Legalize Nationwide!…and Support All Marijuana Legalization Efforts!
Fear of Marijuana Legalization Nationwide is unfounded. Not based on any science or fact whatsoever. So please all you prohibitionists, we beg you to give your scare tactics, “Conspiracy Theories” and “Doomsday Scenarios” over the inevitable Legalization of Marijuana a rest. Nobody is buying them anymore these days. Okay?
Furthermore, if all you prohibitionists get when you look into that nice, big and shiny, crystal ball of yours, while wondering about the future of marijuana legalization, is horror, doom, and despair, well then I suggest you return that thing as quickly as possible and reclaim the money you shelled out for it, since it is obviously defective.
The prohibition of marijuana has not decreased the supply nor the demand for marijuana at all.

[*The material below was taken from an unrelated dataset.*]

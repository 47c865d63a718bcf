//! # Repository Layer
//!
//! 영속성 계층입니다. 서비스는 구체 타입 대신 [`users::UserStore`] trait에 의존합니다.

pub mod users;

Not one single iota, and it never will. Just a huge and complete waste of our tax dollars to continue criminalizing citizens for choosing a natural, non-toxic, relatively benign plant proven to be much safer than alcohol.

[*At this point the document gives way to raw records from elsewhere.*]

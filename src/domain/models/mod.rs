//! # Domain Models Module
//!
//! 도메인의 비즈니스 모델과 값 객체(Value Objects)를 정의하는 모듈입니다.
//!
//! ## Entities vs Models 구분
//!
//! ### Entities (`../entities/`)
//! - **영속성**: 데이터베이스에 직접 저장되는 객체
//! - **정체성**: 고유한 식별자(ID)를 가짐
//! - **예시**: `User`
//!
//! ### Models (`./`)
//! - **값 객체**: 식별자보다는 값 자체가 중요
//! - **불변성**: 일반적으로 불변 객체로 설계
//! - **예시**: `Role`, `TokenClaims`, `TokenPair`, `AuthenticatedUser`
//!
//! ## 모듈 구성
//!
//! | 모듈 | 내용 |
//! |------|------|
//! | [`auth`] | 역할 계층과 인증 주체 |
//! | [`token`] | JWT 클레임, 토큰 용도, 토큰 쌍 |

pub mod auth;
pub mod token;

If prohibitionists are going to take it upon themselves to worry about “saving us all” from ourselves, then they need to start with the drug that causes more death and destruction than every other drug in the world COMBINED, which is alcohol!
Why do prohibitionists feel the continued need to vilify and demonize marijuana when they could more wisely focus their efforts on a real, proven killer, alcohol, which again causes more destruction, violence, and death than all other drugs, COMBINED?

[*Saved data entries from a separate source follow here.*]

impl UserService {
    pub fn new(
        store: Arc<dyn UserStore>,
        tokens: Arc<TokenService>,
        passwords: PasswordService,
        account: AccountConfig,
        seed: SeedConfig,
    ) -> Self {
        Self { store, tokens, passwords, account, seed, seed_lock: Mutex::new(()) }
    }

    pub fn store(&self) -> &dyn UserStore {
        self.store.as_ref()
    }

    pub fn tokens(&self) -> &TokenService {
        self.tokens.as_ref()
    }

    pub fn account(&self) -> AccountConfig {
        self.account
    }

    /// 공개 회원가입
    ///
    /// 항상 `user` 역할, 활성 + 미승인 상태로 생성됩니다.
    /// 승인 게이트가 꺼져 있으면 바로 토큰 쌍을 발급하고, 켜져 있으면 사용자 정보만 반환합니다.
    ///
    /// # Errors
    ///
    /// * `AppError::InvalidRoleError` - 알 수 없는 역할 문자열
    /// * `AppError::ValidationError` - `user` 이외의 역할 요청, 짧은 비밀번호, `@`가 포함된 사용자명
    /// * `AppError::ConflictError` - 사용자명 또는 이메일 중복
    pub async fn signup(&self, request: SignupRequest) -> Result<AuthResponse, AppError> {
        if let Some(requested) = request.role.as_deref() {
            let role = AuthorizationPolicy::validate_role_string(requested)?;
            if role != Role::User {
                return Err(AppError::ValidationError(
                    "public signup can only create user accounts".to_string(),
                ));
            }
        }

        let username = Self::checked_username(&request.username)?;
        let email = normalize_email(&request.email);
        self.ensure_unique(&username, &email).await?;

        let user = User::new(username, email, Role::User);
        let user = self.with_password(user, request.password).await?;

        let user = self.store.insert(user).await?;
        log::info!("회원가입 완료: {} (ID: {})", user.username, user.id);

        if self.account.require_approval {
            log::info!("승인 대기 등록: {}", user.username);
            return Ok(AuthResponse::without_tokens(user));
        }

        let tokens = self.issue_tokens(&user)?;
        Ok(AuthResponse::with_tokens(user, tokens))
    }

    /// 사용자명 또는 이메일로 로그인
    ///
    /// 존재하지 않는 사용자와 틀린 비밀번호는 같은 비용, 같은 에러로 처리합니다.
    ///
    /// # Errors
    ///
    /// * `AppError::AuthenticationError` - 잘못된 자격 증명, 비활성 계정
    /// * `AppError::AuthorizationError` - 승인 게이트가 켜져 있고 미승인인 계정
    pub async fn login(&self, request: LoginRequest) -> Result<AuthResponse, AppError> {
        let identifier = request.username.trim().to_string();

        let found = if looks_like_email(&identifier) {
            self.store.find_by_email(&normalize_email(&identifier)).await?
        } else {
            self.store.find_by_username(&identifier).await?
        };

        let Some(user) = found else {
            let passwords = self.passwords;
            let password = request.password;
            let error = run_blocking(move || Ok(passwords.verify_against_dummy(&password))).await?;
            log::warn!("로그인 실패 - 존재하지 않는 사용자: {}", identifier);
            return Err(error);
        };

        let mut user = self.verify(user, request.password).await.inspect_err(|_| {
            log::warn!("로그인 실패 - 비밀번호 불일치: {}", identifier);
        })?;

        if !user.is_active {
            log::warn!("로그인 거부 - 비활성 계정: {}", user.username);
            return Err(AppError::AuthenticationError("account is deactivated".to_string()));
        }

        if self.account.require_approval && !user.is_approved {
            log::warn!("로그인 거부 - 승인 대기 계정: {}", user.username);
            return Err(AppError::AuthorizationError("account is pending approval".to_string()));
        }

        self.store.touch_last_login(&user.id).await?;
        user.last_login_at = Some(mongodb::bson::DateTime::now());

        let tokens = self.issue_tokens(&user)?;
        log::info!("로그인 성공: {} (ID: {})", user.username, user.id);

        Ok(AuthResponse::with_tokens(user, tokens))
    }

    /// 리프레시 토큰으로 새 액세스 토큰 발급
    pub async fn refresh(&self, refresh_token: &str) -> Result<RefreshResponse, AppError> {
        let access_ttl = self.tokens.access_ttl();
        let access_token = self
            .tokens
            .refresh_access_token(refresh_token, access_ttl, self.store.as_ref())
            .await
            .inspect_err(|e| log::warn!("토큰 갱신 실패: {}", e))?;

        log::info!("토큰 갱신 성공");

        Ok(RefreshResponse {
            access_token,
            token_type: "Bearer".to_string(),
            expires_in: access_ttl.num_seconds(),
        })
    }

    /// 현재 사용자 프로필
    pub async fn get_profile(&self, user_id: &str) -> Result<UserResponse, AppError> {
        let user = self.find_existing(user_id).await?;
        Ok(UserResponse::from(user))
    }

    /// 관리자가 역할을 지정해 계정 생성
    ///
    /// 관리자가 만든 계정은 생성자 ID로 승인된 상태입니다.
    ///
    /// # Errors
    ///
    /// * `AppError::AuthorizationError` - 관리 권한 없음, 부여할 수 없는 역할
    /// * `AppError::InvalidRoleError` - 알 수 없는 역할 문자열
    /// * `AppError::ConflictError` - 중복
    pub async fn create_user(
        &self,
        actor: &AuthenticatedUser,
        request: CreateUserRequest,
    ) -> Result<UserResponse, AppError> {
        Self::ensure_can_manage(actor, "insufficient permissions to create users")?;

        let role = AuthorizationPolicy::validate_role_string(&request.role)?;
        if !AuthorizationPolicy::can_assign_role(actor.role, role) {
            return Err(AppError::AuthorizationError(format!(
                "only super admins can create {} accounts",
                role
            )));
        }

        let username = Self::checked_username(&request.username)?;
        let email = normalize_email(&request.email);
        self.ensure_unique(&username, &email).await?;

        let user = User::new(username, email, role);
        let mut user = self.with_password(user, request.password).await?;
        user.mark_approved(Some(&actor.user_id));

        let user = self.store.insert(user).await?;
        log::info!(
            "관리자 계정 생성: {} ({}) by {}",
            user.username,
            user.role,
            actor.username
        );

        Ok(UserResponse::from(user))
    }

    /// 대상 계정의 역할 변경
    ///
    /// # Errors
    ///
    /// * `AppError::AuthorizationError` - 관리 권한 없음, 자기 자신, 부여할 수 없는 역할
    /// * `AppError::InvalidRoleError` - 알 수 없는 역할 문자열
    /// * `AppError::NotFound` - 대상 없음
    pub async fn update_role(
        &self,
        actor: &AuthenticatedUser,
        target_id: &str,
        requested_role: &str,
    ) -> Result<UserResponse, AppError> {
        Self::ensure_can_manage(actor, "insufficient permissions")?;

        let role = AuthorizationPolicy::validate_role_string(requested_role)?;
        let target = self.find_existing(target_id).await?;

        if AuthorizationPolicy::is_self_modification(&actor.user_id, &target.id) {
            return Err(AppError::AuthorizationError("cannot modify your own role".to_string()));
        }

        if !AuthorizationPolicy::can_assign_role(actor.role, role) {
            return Err(AppError::AuthorizationError(format!(
                "only super admins can assign {} role",
                role
            )));
        }

        let updated = self
            .store
            .update_role(&target.id, role)
            .await?
            .ok_or_else(|| AppError::NotFound("user not found".to_string()))?;

        log::info!(
            "역할 변경: {} {} -> {} by {}",
            updated.username,
            target.role,
            updated.role,
            actor.username
        );

        Ok(UserResponse::from(updated))
    }

    /// 승인 대기 목록
    pub async fn pending_users(&self, actor: &AuthenticatedUser) -> Result<PendingUsersResponse, AppError> {
        Self::ensure_can_manage(actor, "insufficient permissions")?;

        let pending = self.store.find_pending().await?;
        log::debug!("승인 대기 사용자 {}명 조회", pending.len());

        Ok(PendingUsersResponse::from(pending))
    }

    /// 가입 승인
    ///
    /// # Errors
    ///
    /// * `AppError::ValidationError` - 이미 승인됨, 일반 사용자가 아님
    pub async fn approve_user(
        &self,
        actor: &AuthenticatedUser,
        target_id: &str,
    ) -> Result<UserResponse, AppError> {
        Self::ensure_can_manage(actor, "insufficient permissions to approve users")?;

        let mut target = self.find_existing(target_id).await?;

        if target.is_approved {
            return Err(AppError::ValidationError("user is already approved".to_string()));
        }

        if target.role != Role::User {
            return Err(AppError::ValidationError("only regular users can be approved".to_string()));
        }

        target.approve(&actor.user_id);

        let approved = self
            .store
            .save_approval(&target)
            .await?
            .ok_or_else(|| AppError::NotFound("user not found".to_string()))?;

        log::info!("가입 승인: {} by {}", approved.username, actor.username);

        Ok(UserResponse::from(approved))
    }

    /// 가입 거절 (계정 삭제)
    ///
    /// # Errors
    ///
    /// * `AppError::ValidationError` - 이미 승인된 계정, 자기 자신
    pub async fn reject_user(
        &self,
        actor: &AuthenticatedUser,
        target_id: &str,
    ) -> Result<RejectedUserResponse, AppError> {
        Self::ensure_can_manage(actor, "insufficient permissions")?;

        let target = self.find_existing(target_id).await?;

        if target.is_approved {
            return Err(AppError::ValidationError("cannot reject an approved user".to_string()));
        }

        if AuthorizationPolicy::is_self_modification(&actor.user_id, &target.id) {
            return Err(AppError::ValidationError("cannot reject your own account".to_string()));
        }

        if !self.store.delete(&target.id).await? {
            return Err(AppError::NotFound("user not found".to_string()));
        }

        log::info!("가입 거절 및 삭제: {} by {}", target.username, actor.username);

        Ok(RejectedUserResponse {
            rejected_user_id: target.id,
            rejected_username: target.username,
        })
    }

    /// 최초 super admin 생성 (시드)
    ///
    /// 존재 확인과 삽입은 `seed_lock`으로 직렬화됩니다. 여러 인스턴스가 동시에
    /// 시드 요청을 받는 배포는 보호하지 않습니다.
    ///
    /// # Errors
    ///
    /// * `AppError::AuthorizationError` - 시드 키 불일치 또는 미설정
    /// * `AppError::ConflictError` - super admin이 이미 있거나 중복
    pub async fn seed_super_admin(&self, request: SeedSuperAdminRequest) -> Result<UserResponse, AppError> {
        self.verify_seed_key(&request.secret_key)?;

        let _guard = self.seed_lock.lock().await;

        if let Some(existing) = self.store.find_super_admin().await? {
            log::warn!("시드 거부 - super admin 이미 존재: {}", existing.username);
            return Err(AppError::ConflictError("super admin already exists".to_string()));
        }

        let username = Self::checked_username(&request.username)?;
        let email = normalize_email(&request.email);
        self.ensure_unique(&username, &email).await?;

        let user = User::new(username, email, Role::SuperAdmin);
        let mut user = self.with_password(user, request.password).await?;
        user.mark_approved(None);

        let user = self.store.insert(user).await?;
        log::warn!("super admin 시드 생성: {} (ID: {})", user.username, user.id);

        Ok(UserResponse::from(user))
    }

    /// 기존 계정을 super admin으로 승격 (시드)
    ///
    /// 승인 처리와 역할 변경은 한 번의 쓰기로 저장됩니다.
    pub async fn promote_to_super_admin(
        &self,
        request: ResetSuperAdminRequest,
    ) -> Result<UserResponse, AppError> {
        self.verify_seed_key(&request.secret_key)?;

        let mut user = self.find_existing(&request.user_id).await?;

        if !user.is_approved {
            user.mark_approved(None);
        }
        user.change_role(Role::SuperAdmin);

        let promoted = self
            .store
            .save_approval(&user)
            .await?
            .ok_or_else(|| AppError::NotFound("user not found".to_string()))?;

        log::warn!("super admin 승격: {} (ID: {})", promoted.username, promoted.id);

        Ok(UserResponse::from(promoted))
    }

    fn verify_seed_key(&self, provided: &str) -> Result<(), AppError> {
        match self.seed.seed_key.as_deref() {
            Some(expected) if constant_time_eq(expected, provided) => Ok(()),
            Some(_) => {
                log::warn!("시드 요청 거부 - 잘못된 비밀키");
                Err(AppError::AuthorizationError("invalid secret key".to_string()))
            }
            None => {
                log::warn!("시드 요청 거부 - SUPER_ADMIN_SEED_KEY 미설정");
                Err(AppError::AuthorizationError("seed routes are disabled".to_string()))
            }
        }
    }

    fn checked_username(raw: &str) -> AppResult<String> {
        let username = normalize_username(raw);
        validate_username(&username).map_err(|e| AppError::ValidationError(e.to_string()))?;
        Ok(username)
    }

    fn ensure_can_manage(actor: &AuthenticatedUser, message: &str) -> Result<(), AppError> {
        if AuthorizationPolicy::can_manage_users(actor.role) {
            Ok(())
        } else {
            Err(AppError::AuthorizationError(message.to_string()))
        }
    }

    async fn ensure_unique(&self, username: &str, email: &str) -> Result<(), AppError> {
        if self.store.find_by_username_or_email(username, email).await?.is_some() {
            return Err(AppError::ConflictError("user already exists".to_string()));
        }
        Ok(())
    }

    async fn find_existing(&self, id: &str) -> Result<User, AppError> {
        self.store
            .find_by_id(id)
            .await?
            .ok_or_else(|| AppError::NotFound("user not found".to_string()))
    }

    fn issue_tokens(&self, user: &User) -> AppResult<TokenPair> {
        self.tokens
            .issue_token_pair(user, self.tokens.access_ttl(), self.tokens.refresh_ttl())
    }

    async fn with_password(&self, mut user: User, plaintext: String) -> AppResult<User> {
        let passwords = self.passwords;
        run_blocking(move || {
            passwords.set_password(&mut user, &plaintext)?;
            Ok(user)
        })
        .await
    }

    async fn verify(&self, user: User, plaintext: String) -> Result<User, AppError> {
        let passwords = self.passwords;
        run_blocking(move || passwords.verify_password(&user, &plaintext).map(|_| user)).await
    }
}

Prohibitionists really should get their priorities straight and or practice a little live and let live. They’ll live longer, happier, and healthier, with a lot less stress if they refrain from being bent on trying to control others through Draconian Marijuana Laws.
The “Gateway Myth” has been proven false over and over again. Correlation doesn’t equal causation.
If you really want to protect families from a drug proven to destroy lives and families, then you should be up in arms, protesting the legality of booze. Alcohol is the number one cause for traffic fatalities and domestic violence by a huge landslide.
More so than all other drugs, combined.
Why doesn’t that concern you even more?
“Marijuana Is Gateway Drug” Theory Debunked, Again
http://www.opposingviews.com/i/marijuana-is-gateway-drug-theory-debunked-again
Marijuana a “Gateway” Drug? Scientists Call Theory Half-Baked
http://www.cbsnews.com/news/marijuana-a-gateway-drug-scientists-call-theory-half-baked/
Marijuana as a Gateway Drug: The Myth That Will Not Die
http://healthland.time.com/2010/10/29/marijuna-as-a-gateway-drug-the-myth-that-will-not-die/#ixzz2s5nDwiDS
Seven Studies That Debunk the Gateway Myth
http://inorml.com/blog/2012/11/25/seven-studies-that-debunk-the-gateway-myth/
Marijuana really is harmless. It’s the shit people add to it that makes it dangerous. There’s the idiots who add embalming fluid (of all things) that make them go nuts. And there are black adults who sell and smoke it. Some of them allow their sons to sell the shit in their homes. They fill a cigarette or cigar (I think) with weed, then dip it in embalming fluid. No wonder blacks who smoke this shit are so outta control.
Some things are not true in this article and over exaggerated. The gateway drug argument is very overrated. Most people who are weed smokers stick with weed and only weed. Marijuana is a depressant that does not cause aggressive behavior in most. Yes , maybe the neophyte gets paranoid but that wears away with experience. Most street weed is purer than marijuana shops who have budtenders who flavor and coat the weed with harmful materials. Alcoholics and workaholics have problems that will still be there when their high wears off, too. What if people had no way to escape their problems? Jonathan is a rare case and abuse of anything will eventually be a health risk. Most marijuana advocates do not believe in abuse of marijuana or usage for kids. Why don’t anti-marijuana advocates do the statistics on how many people who have died due to marijuana related issues then you have an enlightening article.